● WHAT IS EXPECTED
Check each line of the material. Copy those containing "PartialEq".

[Start of section]

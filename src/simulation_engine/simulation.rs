// simulation.rs
//
// The coordinator: builds the grid, validates the run parameters, binds the
// traffic lights, places the cars with their routes, then runs one tokio task
// per light and per car until every car has reported on the completion channel.

use crate::communication::messages::{
    completion_channel, shutdown_channel, CarId, ShutdownHandle, ShutdownSignal,
};
use crate::config::SimulationConfig;
use crate::control_system::traffic_light_controller::TrafficLightController;
use crate::error::SimulationError;
use crate::simulation_engine::grid::{CellView, Grid, Position};
use crate::simulation_engine::intersections::{create_intersections, Intersection};
use crate::simulation_engine::route_generation::find_path;
use crate::simulation_engine::vehicles::{
    drive, lock_car, Car, CarStatus, SharedCar, MAX_SPEED, MIN_SPEED,
};
use log::{error, info, warn};
use rand::rngs::StdRng;
use rand::seq::index;
use rand::{Rng, SeedableRng};
use serde::{Deserialize, Serialize};
use std::sync::atomic::{AtomicUsize, Ordering};
use std::sync::{Arc, Mutex};
use tokio::task::JoinSet;
use tokio::time::sleep;

/// The route computed for one car at creation.
#[derive(Debug, Clone, PartialEq, Eq, Serialize, Deserialize)]
pub struct CarRoute {
    pub car: CarId,
    pub start: Position,
    pub goal: Position,
    /// Cells after `start`, ending with `goal`.
    pub cells: Vec<Position>,
}

#[derive(Debug, Clone, Copy, PartialEq, Eq, Serialize, Deserialize)]
pub enum Outcome {
    /// Every car reached its destination.
    Completed,
    /// Stopped by the deadline or an external shutdown before all cars arrived.
    Cancelled,
}

#[derive(Debug, Clone, Serialize, Deserialize)]
pub struct SimulationReport {
    pub outcome: Outcome,
    pub routes: Vec<CarRoute>,
    /// Car ids in the order they reported completion.
    pub completion_order: Vec<CarId>,
    /// Final state of every car.
    pub cars: Vec<CarStatus>,
}

/// Everything a renderer needs for one frame.
#[derive(Debug, Clone, Serialize, Deserialize)]
pub struct SimulationSnapshot {
    pub width: usize,
    pub cells: Vec<CellView>,
    pub cars: Vec<CarStatus>,
    pub completed: usize,
    pub total_cars: usize,
}

/// Read-only handle on a running simulation.
#[derive(Clone)]
pub struct SimulationMonitor {
    grid: Arc<Grid>,
    cars: Vec<SharedCar>,
    completed: Arc<AtomicUsize>,
}

impl SimulationMonitor {
    pub fn completed(&self) -> usize {
        self.completed.load(Ordering::SeqCst)
    }

    pub fn total_cars(&self) -> usize {
        self.cars.len()
    }

    pub fn is_finished(&self) -> bool {
        self.completed() >= self.total_cars()
    }

    pub fn snapshot(&self) -> SimulationSnapshot {
        SimulationSnapshot {
            width: self.grid.width(),
            cells: self.grid.snapshot(),
            cars: self.cars.iter().map(|car| lock_car(car).status()).collect(),
            completed: self.completed(),
            total_cars: self.cars.len(),
        }
    }
}

pub struct Simulation {
    config: SimulationConfig,
    grid: Arc<Grid>,
    intersections: Vec<Intersection>,
    lights: TrafficLightController,
    cars: Vec<SharedCar>,
    routes: Vec<CarRoute>,
    completed: Arc<AtomicUsize>,
    shutdown: ShutdownHandle,
    shutdown_signal: ShutdownSignal,
}

impl Simulation {
    /// Builds a run from `config`, seeded from `config.seed` when present.
    pub fn new(config: SimulationConfig) -> Result<Self, SimulationError> {
        let mut rng = match config.seed {
            Some(seed) => StdRng::seed_from_u64(seed),
            None => StdRng::from_os_rng(),
        };
        Self::with_rng(config, &mut rng)
    }

    /// Builds a run. Every validation happens here, before any task exists.
    pub fn with_rng<R: Rng + ?Sized>(
        config: SimulationConfig,
        rng: &mut R,
    ) -> Result<Self, SimulationError> {
        if config.width == 0 {
            return Err(SimulationError::EmptyGrid);
        }
        let grid = Grid::new(config.width);
        let streets = grid.street_cells();
        let car_count = config.validated_cars(streets.len())?;
        info!(
            "Built {0}x{0} grid with {1} road cells, {2} of them streets",
            grid.width(),
            grid.road_cells().len(),
            streets.len()
        );

        let intersections = create_intersections(&grid);
        let light_count = config.validated_lights(intersections.len())?;
        let lights = TrafficLightController::initialize(
            &grid,
            &intersections,
            light_count,
            config.light_period,
            rng,
        )?;

        let (cars, routes) = spawn_cars(&grid, &streets, car_count, config.route_attempts, rng)?;
        let (shutdown, shutdown_signal) = shutdown_channel();

        Ok(Self {
            config,
            grid: Arc::new(grid),
            intersections,
            lights,
            cars,
            routes,
            completed: Arc::new(AtomicUsize::new(0)),
            shutdown,
            shutdown_signal,
        })
    }

    pub fn grid(&self) -> &Arc<Grid> {
        &self.grid
    }

    pub fn intersections(&self) -> &[Intersection] {
        &self.intersections
    }

    pub fn lights(&self) -> &TrafficLightController {
        &self.lights
    }

    pub fn routes(&self) -> &[CarRoute] {
        &self.routes
    }

    pub fn car_count(&self) -> usize {
        self.cars.len()
    }

    pub fn monitor(&self) -> SimulationMonitor {
        SimulationMonitor {
            grid: Arc::clone(&self.grid),
            cars: self.cars.clone(),
            completed: Arc::clone(&self.completed),
        }
    }

    /// Handle to stop the run early; cars still on the grid vacate their cells.
    pub fn shutdown_handle(&self) -> ShutdownHandle {
        self.shutdown.clone()
    }

    /// Runs every light and car task until all cars report completion, the
    /// deadline passes, or shutdown is requested.
    pub async fn run(self) -> SimulationReport {
        let Simulation {
            config,
            grid,
            lights,
            cars,
            routes,
            completed,
            shutdown,
            shutdown_signal,
            ..
        } = self;

        let tick = config.tick();
        let total = cars.len();
        let (completions, mut finished) = completion_channel(total);

        let light_tasks = lights.spawn_all(&grid, tick, &shutdown_signal);
        let mut car_tasks = JoinSet::new();
        for car in &cars {
            car_tasks.spawn(drive(
                Arc::clone(car),
                Arc::clone(&grid),
                tick,
                Arc::clone(&completed),
                completions.clone(),
                shutdown_signal.clone(),
            ));
        }
        drop(completions);
        info!(
            "Simulation started: {} cars, {} traffic lights",
            total,
            light_tasks.len()
        );

        let deadline = config.deadline();
        let expired = async move {
            match deadline {
                Some(limit) => sleep(limit).await,
                None => std::future::pending().await,
            }
        };
        tokio::pin!(expired);

        let mut stop = shutdown_signal;
        let mut completion_order = Vec::with_capacity(total);
        while completion_order.len() < total {
            tokio::select! {
                received = finished.recv() => match received {
                    Some(id) => completion_order.push(id),
                    None => break,
                },
                _ = &mut expired => {
                    warn!(
                        "Deadline reached with {}/{} cars finished, cancelling",
                        completion_order.len(),
                        total
                    );
                    break;
                }
                _ = stop.wait() => {
                    warn!("Shutdown requested, cancelling simulation");
                    break;
                }
            }
        }

        shutdown.trigger();
        for task in light_tasks {
            if let Err(err) = task.await {
                error!("Traffic light task failed: {err}");
            }
        }
        while let Some(result) = car_tasks.join_next().await {
            if let Err(err) = result {
                error!("Car task failed: {err}");
            }
        }
        // Cars that arrived while the run was being cancelled.
        while let Ok(id) = finished.try_recv() {
            completion_order.push(id);
        }

        let outcome = if completion_order.len() == total {
            Outcome::Completed
        } else {
            Outcome::Cancelled
        };
        info!(
            "Simulation finished: {}/{} cars completed ({:?})",
            completion_order.len(),
            total,
            outcome
        );

        SimulationReport {
            outcome,
            routes,
            completion_order,
            cars: cars.iter().map(|car| lock_car(car).status()).collect(),
        }
    }
}

/// Places `count` cars on distinct street cells, each with a route to another
/// street cell. Destinations are re-drawn until a route exists.
fn spawn_cars<R: Rng + ?Sized>(
    grid: &Grid,
    streets: &[Position],
    count: usize,
    route_attempts: usize,
    rng: &mut R,
) -> Result<(Vec<SharedCar>, Vec<CarRoute>), SimulationError> {
    let mut cars = Vec::with_capacity(count);
    let mut routes = Vec::with_capacity(count);

    for (id, picked) in index::sample(rng, streets.len(), count)
        .into_iter()
        .enumerate()
    {
        let start = streets[picked];
        let (goal, route) = pick_destination(grid, streets, start, route_attempts, rng).ok_or(
            SimulationError::NoRoute {
                car: id,
                start,
                attempts: route_attempts,
            },
        )?;

        let placed = grid.occupy(start);
        debug_assert!(placed, "start {start} sampled twice");
        let speed = rng.random_range(MIN_SPEED..MAX_SPEED);
        info!(
            "Spawned car {} at {} heading to {} ({} cells, speed {})",
            id,
            start,
            goal,
            route.len(),
            speed
        );

        routes.push(CarRoute {
            car: id,
            start,
            goal,
            cells: route.clone(),
        });
        cars.push(Arc::new(Mutex::new(Car::new(id, start, speed, route))));
    }

    Ok((cars, routes))
}

fn pick_destination<R: Rng + ?Sized>(
    grid: &Grid,
    streets: &[Position],
    start: Position,
    attempts: usize,
    rng: &mut R,
) -> Option<(Position, Vec<Position>)> {
    for _ in 0..attempts {
        let goal = streets[rng.random_range(0..streets.len())];
        match find_path(grid, start, goal) {
            Ok(route) if !route.is_empty() => return Some((goal, route)),
            Ok(_) => {}
            Err(err) => warn!("Discarding destination for car at {start}: {err}"),
        }
    }
    None
}

#[cfg(test)]
mod tests {
    use super::*;

    fn config(cars: i64, lights: i64) -> SimulationConfig {
        SimulationConfig {
            seed: Some(11),
            ..SimulationConfig::new(cars, lights)
        }
    }

    #[test]
    fn builds_cars_on_distinct_occupied_streets() {
        let simulation = Simulation::new(config(16, 3)).unwrap();
        let grid = simulation.grid();
        assert_eq!(simulation.car_count(), 16);
        assert_eq!(grid.occupied_count(), 16);

        let mut starts: Vec<_> = simulation.routes().iter().map(|r| r.start).collect();
        starts.sort();
        starts.dedup();
        assert_eq!(starts.len(), 16);

        for route in simulation.routes() {
            assert!(grid.cell(route.start).unwrap().is_street());
            assert!(grid.cell(route.goal).unwrap().is_street());
            assert_ne!(route.start, route.goal);
            assert_eq!(route.cells.last(), Some(&route.goal));
        }
    }

    #[test]
    fn lights_close_their_cells_before_the_run() {
        let simulation = Simulation::new(config(0, 9)).unwrap();
        assert_eq!(simulation.lights().lights.len(), 9);
        let lights = &simulation.lights().lights;
        for position in lights.iter().flat_map(|light| light.cells.iter()) {
            let state = simulation.grid().cell(*position).unwrap().state();
            assert!(!state.light_open);
        }
    }

    #[test]
    fn invalid_counts_fail_construction() {
        assert_eq!(
            Simulation::new(config(17, 0)).err(),
            Some(SimulationError::TooManyCars {
                requested: 17,
                max: 16
            })
        );
        assert_eq!(
            Simulation::new(config(-2, 0)).err(),
            Some(SimulationError::NegativeCars(-2))
        );
        assert_eq!(
            Simulation::new(config(1, 10)).err(),
            Some(SimulationError::TooManyLights {
                requested: 10,
                available: 9
            })
        );
        assert_eq!(
            Simulation::new(config(1, -1)).err(),
            Some(SimulationError::NegativeLights(-1))
        );
        let empty = SimulationConfig {
            width: 0,
            ..config(0, 0)
        };
        assert_eq!(Simulation::new(empty).err(), Some(SimulationError::EmptyGrid));
    }

    #[test]
    fn unroutable_start_is_a_construction_error() {
        // In a single 7x7 block row 1 only leads to a dead end at (1, 6),
        // and (1, 5) reaches nothing but (1, 6).
        let grid = Grid::new(7);
        let streets = vec![Position::new(1, 5), Position::new(0, 3)];
        let mut rng = StdRng::seed_from_u64(3);
        let result = spawn_cars(&grid, &streets[..1], 1, 4, &mut rng);
        assert!(matches!(result, Err(SimulationError::NoRoute { car: 0, .. })));

        let destination = pick_destination(&grid, &streets, Position::new(1, 5), 8, &mut rng);
        assert_eq!(destination, None);
    }

    #[test]
    fn same_seed_same_routes() {
        let a = Simulation::new(config(8, 4)).unwrap();
        let b = Simulation::new(config(8, 4)).unwrap();
        assert_eq!(a.routes(), b.routes());
    }

    #[tokio::test]
    async fn zero_cars_finish_immediately() {
        let simulation = Simulation::new(config(0, 9)).unwrap();
        let report = simulation.run().await;
        assert_eq!(report.outcome, Outcome::Completed);
        assert!(report.completion_order.is_empty());
        assert!(report.routes.is_empty());
    }
}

[End of section]

● COMPLETED TASK
#[derive(Debug, Clone, PartialEq, Eq, Serialize, Deserialize)]
#[derive(Debug, Clone, Copy, PartialEq, Eq, Serialize, Deserialize)]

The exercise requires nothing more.